私を手伝っていたヤマトさんは、ふて腐れたような声で反論した。



「覚えてないんじゃなくて、知らないんだって」

「べろべろに酔ってた時の相手とか」

「俺がどんなに飲んでも記憶は飛ばないの、兄貴だって知ってるだろ」

「日頃の行いって大事ねえ」

「こういう時の信用に、如実に出るよねやっぱり」



いまや私の義兄夫婦となったふたりが、これみよがしに息をつく。

ヤマトさんは悔しげに黙り、それでもなお身に覚えのないことについては謝れないらしく、ごめんとは言わなかった。



「ちなみにどんなタイプ?」

「綺麗な方です、モデルルームのフライヤーにも載ってるくらい」



カタログや見積もりの入った封筒からそれを取り出す。

受け取ってしげしげと眺めていた延大さんの眉が、だんだん寄っていった。

なにかとんでもない暴露ネタでもあるのかと、かたずを飲んでみんなが見守る中、やがて延大さんは顔を上げ、ヤマト、と声をかける。
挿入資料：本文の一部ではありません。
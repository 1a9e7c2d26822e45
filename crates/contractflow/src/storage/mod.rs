//! Persistence collaborators: the audit trail (job rows, stage logs,
//! quality issues) and the record store.
//!
//! Both traits are synchronous; SQLite writes are short and serialized
//! behind the database mutex.

pub mod memory;

use thiserror::Error;

use crate::db::issue_repo::{self, IssueRow};
use crate::db::job_repo::{self, JobFilter, JobRow};
use crate::db::record_repo::{self, RecordRow};
use crate::db::stage_repo::{self, StageLogRow};
use crate::db::{now_rfc3339, Database, DatabaseError};
use crate::extraction::IntermediateRecord;
use crate::pipeline::StageRecord;
use crate::validation::QualityIssue;
use crate::worker::{DocumentJob, JobStatus};

pub use memory::MemoryStore;

#[derive(Error, Debug)]
pub enum StorageError {
    #[error("Database error: {0}")]
    Database(#[from] DatabaseError),

    #[error("Failed to serialize {what}: {source}")]
    Serialize {
        what: &'static str,
        #[source]
        source: serde_json::Error,
    },

    #[error("Storage unavailable: {0}")]
    Unavailable(String),
}

/// Sideways sink for everything the orchestrator reports about a job.
pub trait AuditLog: Send + Sync {
    fn create_job(&self, job: &DocumentJob) -> Result<(), StorageError>;

    fn update_job(&self, job: &DocumentJob) -> Result<(), StorageError>;

    fn append_stage(&self, record: &StageRecord) -> Result<(), StorageError>;

    /// Returns the id assigned to the issue.
    fn create_issue(&self, issue: &QualityIssue) -> Result<i64, StorageError>;
}

pub trait RecordStore: Send + Sync {
    /// Persists the record and returns its id.
    fn save_record(&self, job_id: &str, record: &IntermediateRecord)
        -> Result<String, StorageError>;
}

/// SQLite-backed audit log and record store.
#[derive(Clone)]
pub struct SqliteStore {
    db: Database,
}

impl SqliteStore {
    pub fn new(db: Database) -> Self {
        Self { db }
    }

    pub fn database(&self) -> &Database {
        &self.db
    }

    pub fn find_job(&self, job_id: &str) -> Result<Option<JobRow>, StorageError> {
        Ok(job_repo::find_by_id(&self.db, job_id)?)
    }

    /// Jobs matching `filter`, newest first, plus the unpaginated total.
    pub fn list_jobs(&self, filter: &JobFilter) -> Result<(Vec<JobRow>, u64), StorageError> {
        Ok(job_repo::query(&self.db, filter)?)
    }

    /// Number of jobs per status.
    pub fn status_counts(&self) -> Result<Vec<(JobStatus, u64)>, StorageError> {
        [JobStatus::Running, JobStatus::Succeeded, JobStatus::Failed]
            .into_iter()
            .map(|status| Ok((status, job_repo::count_by_status(&self.db, status.as_str())?)))
            .collect()
    }

    /// Stage log of a job in execution order.
    pub fn stage_log(&self, job_id: &str) -> Result<Vec<StageLogRow>, StorageError> {
        Ok(stage_repo::list_for_job(&self.db, job_id)?)
    }

    pub fn issues_for_job(&self, job_id: &str) -> Result<Vec<IssueRow>, StorageError> {
        Ok(issue_repo::list_for_job(&self.db, job_id)?)
    }

    pub fn open_issues(&self) -> Result<Vec<IssueRow>, StorageError> {
        Ok(issue_repo::list_open(&self.db)?)
    }

    /// Marks an open issue resolved. `false` when no open issue has that id.
    pub fn resolve_issue(&self, issue_id: i64) -> Result<bool, StorageError> {
        Ok(issue_repo::resolve(&self.db, issue_id)?)
    }

    pub fn load_record(&self, record_id: &str) -> Result<Option<IntermediateRecord>, StorageError> {
        let Some(row) = record_repo::find_by_id(&self.db, record_id)? else {
            return Ok(None);
        };
        let record = serde_json::from_str(&row.record_json).map_err(|e| StorageError::Serialize {
            what: "intermediate record",
            source: e,
        })?;
        Ok(Some(record))
    }
}

fn job_row(job: &DocumentJob) -> JobRow {
    JobRow {
        id: job.id.clone(),
        document_id: job.document_id.clone(),
        filename: job.filename.clone(),
        format: job.format.map(|f| f.as_str().to_string()),
        is_searchable: job.is_searchable,
        page_count: job.page_count,
        classification_confidence: job.classification_confidence,
        mode: job.mode.as_str().to_string(),
        status: job.status.as_str().to_string(),
        error: job.error.clone(),
        record_id: job.record_id.clone(),
        model: job.model.clone(),
        created_at: job.created_at.to_rfc3339(),
        updated_at: job.updated_at.to_rfc3339(),
        completed_at: job.completed_at.map(|t| t.to_rfc3339()),
    }
}

impl AuditLog for SqliteStore {
    fn create_job(&self, job: &DocumentJob) -> Result<(), StorageError> {
        job_repo::insert(&self.db, &job_row(job))?;
        Ok(())
    }

    fn update_job(&self, job: &DocumentJob) -> Result<(), StorageError> {
        job_repo::update(&self.db, &job_row(job))?;
        Ok(())
    }

    fn append_stage(&self, record: &StageRecord) -> Result<(), StorageError> {
        let output_data =
            serde_json::to_string(&record.output).map_err(|e| StorageError::Serialize {
                what: "stage output",
                source: e,
            })?;
        stage_repo::insert(
            &self.db,
            &StageLogRow {
                id: None,
                job_id: record.job_id.clone(),
                stage: record.stage.as_str().to_string(),
                status: record.status.as_str().to_string(),
                output_data,
                error_message: record.error.clone(),
                duration_ms: record.duration.as_millis() as u64,
                tokens_used: record.tokens_used,
                cost_usd: record.cost_usd,
                created_at: record.created_at.to_rfc3339(),
            },
        )?;
        Ok(())
    }

    fn create_issue(&self, issue: &QualityIssue) -> Result<i64, StorageError> {
        let id = issue_repo::insert(
            &self.db,
            &IssueRow {
                id: None,
                job_id: issue.job_id.clone(),
                issue_type: issue.issue_type.clone(),
                severity: issue.severity.as_str().to_string(),
                description: issue.description.clone(),
                requires_manual_review: issue.requires_manual_review,
                status: issue.status.as_str().to_string(),
                created_at: now_rfc3339(),
                resolved_at: None,
            },
        )?;
        Ok(id)
    }
}

impl RecordStore for SqliteStore {
    fn save_record(
        &self,
        job_id: &str,
        record: &IntermediateRecord,
    ) -> Result<String, StorageError> {
        let record_json = serde_json::to_string(record).map_err(|e| StorageError::Serialize {
            what: "intermediate record",
            source: e,
        })?;
        let id = uuid::Uuid::new_v4().to_string();
        record_repo::insert(
            &self.db,
            &RecordRow {
                id: id.clone(),
                job_id: job_id.to_string(),
                record_json,
                created_at: now_rfc3339(),
            },
        )?;
        Ok(id)
    }
}
//! Shared test utilities for contractflow integration tests.
//!
//! This module provides:
//! - `TestHarness` for isolated pipeline runs over a temporary SQLite file
//! - `ScriptedTransport` standing in for the model backends
//! - Builders and fixtures for configurations and documents

pub mod builders;
pub mod harness;
pub mod transport;

pub use builders::*;
pub use harness::TestHarness;
pub use transport::ScriptedTransport;
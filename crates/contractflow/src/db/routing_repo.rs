//! Routing outcome repository, the history behind RAG-assisted routing.

use rusqlite::{params, Row};

use super::{Database, DatabaseError};

#[derive(Debug, Clone, PartialEq)]
pub struct RoutingOutcomeRow {
    pub job_id: String,
    pub model: String,
    pub complexity: f64,
    pub is_scanned: bool,
    pub success: bool,
    pub created_at: String,
}

impl RoutingOutcomeRow {
    fn from_row(row: &Row<'_>) -> Result<Self, rusqlite::Error> {
        Ok(Self {
            job_id: row.get("job_id")?,
            model: row.get("model")?,
            complexity: row.get("complexity")?,
            is_scanned: row.get("is_scanned")?,
            success: row.get("success")?,
            created_at: row.get("created_at")?,
        })
    }
}

pub fn insert(db: &Database, outcome: &RoutingOutcomeRow) -> Result<(), DatabaseError> {
    db.with_conn(|conn| {
        conn.execute(
            "INSERT INTO routing_outcomes (job_id, model, complexity, is_scanned, success, created_at)
             VALUES (?1, ?2, ?3, ?4, ?5, ?6)",
            params![
                outcome.job_id,
                outcome.model,
                outcome.complexity,
                outcome.is_scanned,
                outcome.success,
                outcome.created_at,
            ],
        )?;
        Ok(())
    })
}

/// The `limit` outcomes whose complexity is closest to `complexity`.
/// Ties go to the most recent outcome.
pub fn nearest_by_complexity(
    db: &Database,
    complexity: f64,
    limit: usize,
) -> Result<Vec<RoutingOutcomeRow>, DatabaseError> {
    db.with_conn(|conn| {
        let mut stmt = conn.prepare(
            "SELECT * FROM routing_outcomes
             ORDER BY ABS(complexity - ?1) ASC, id DESC
             LIMIT ?2",
        )?;
        let rows = stmt
            .query_map(params![complexity, limit as i64], RoutingOutcomeRow::from_row)?
            .collect::<Result<Vec<_>, _>>()?;
        Ok(rows)
    })
}
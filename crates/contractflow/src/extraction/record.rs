//! The intermediate representation persisted for every processed contract.

use std::collections::BTreeMap;

use serde::{Deserialize, Serialize};

#[derive(Debug, Clone, Default, PartialEq, Serialize, Deserialize)]
pub struct IntermediateRecord {
    #[serde(default)]
    pub document_type: Option<String>,
    #[serde(default)]
    pub title: Option<String>,
    #[serde(default)]
    pub parties: Vec<Party>,
    /// ISO 8601 date (`YYYY-MM-DD`).
    #[serde(default)]
    pub effective_date: Option<String>,
    #[serde(default)]
    pub expiration_date: Option<String>,
    #[serde(default)]
    pub total_value: Option<MonetaryAmount>,
    #[serde(default)]
    pub clauses: Vec<Clause>,
    /// Anything else the source carried, keyed by field path.
    #[serde(default)]
    pub fields: BTreeMap<String, serde_json::Value>,
    /// Number of blocks the record was built from.
    #[serde(default)]
    pub source_blocks: usize,
}

#[derive(Debug, Clone, PartialEq, Serialize, Deserialize)]
pub struct Party {
    pub name: String,
    #[serde(default)]
    pub role: Option<String>,
}

#[derive(Debug, Clone, PartialEq, Serialize, Deserialize)]
pub struct MonetaryAmount {
    pub amount: f64,
    #[serde(default)]
    pub currency: Option<String>,
}

#[derive(Debug, Clone, PartialEq, Serialize, Deserialize)]
pub struct Clause {
    #[serde(default)]
    pub heading: Option<String>,
    pub text: String,
}

impl IntermediateRecord {
    /// Parses the JSON object a model returned.
    ///
    /// Models tend to wrap the object in a Markdown fence or add a sentence
    /// around it, so only the outermost `{ ... }` span is parsed.
    pub fn from_model_output(output: &str) -> Result<Self, serde_json::Error> {
        let start = output.find('{');
        let end = output.rfind('}');
        let json = match (start, end) {
            (Some(start), Some(end)) if start < end => &output[start..=end],
            _ => output,
        };
        serde_json::from_str(json)
    }

    /// True when nothing at all was extracted.
    pub fn is_empty(&self) -> bool {
        self.title.is_none()
            && self.parties.is_empty()
            && self.effective_date.is_none()
            && self.expiration_date.is_none()
            && self.total_value.is_none()
            && self.clauses.is_empty()
            && self.fields.is_empty()
    }
}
「お前の高校の水泳部の冊子あったろ、あれ持ってこい」

「女子部のなんてないよ?」



きょとんとするヤマトさんに、延大さんはうなずいた。



「男子部のだ」





「すず、本気で俺を疑ってたよね…」

「だって…」



形勢逆転だ。

枕に頬杖をついて、ヤマトさんは冷ややかな視線を送ってくる。

私にも言い分はある。

延大さんたちの言った通り、そもそもはヤマトさんの過去の所業が悪いわけで、そして今回の話をするなら、あの綺麗な人がもとは男性だなんて思うわけないじゃないか。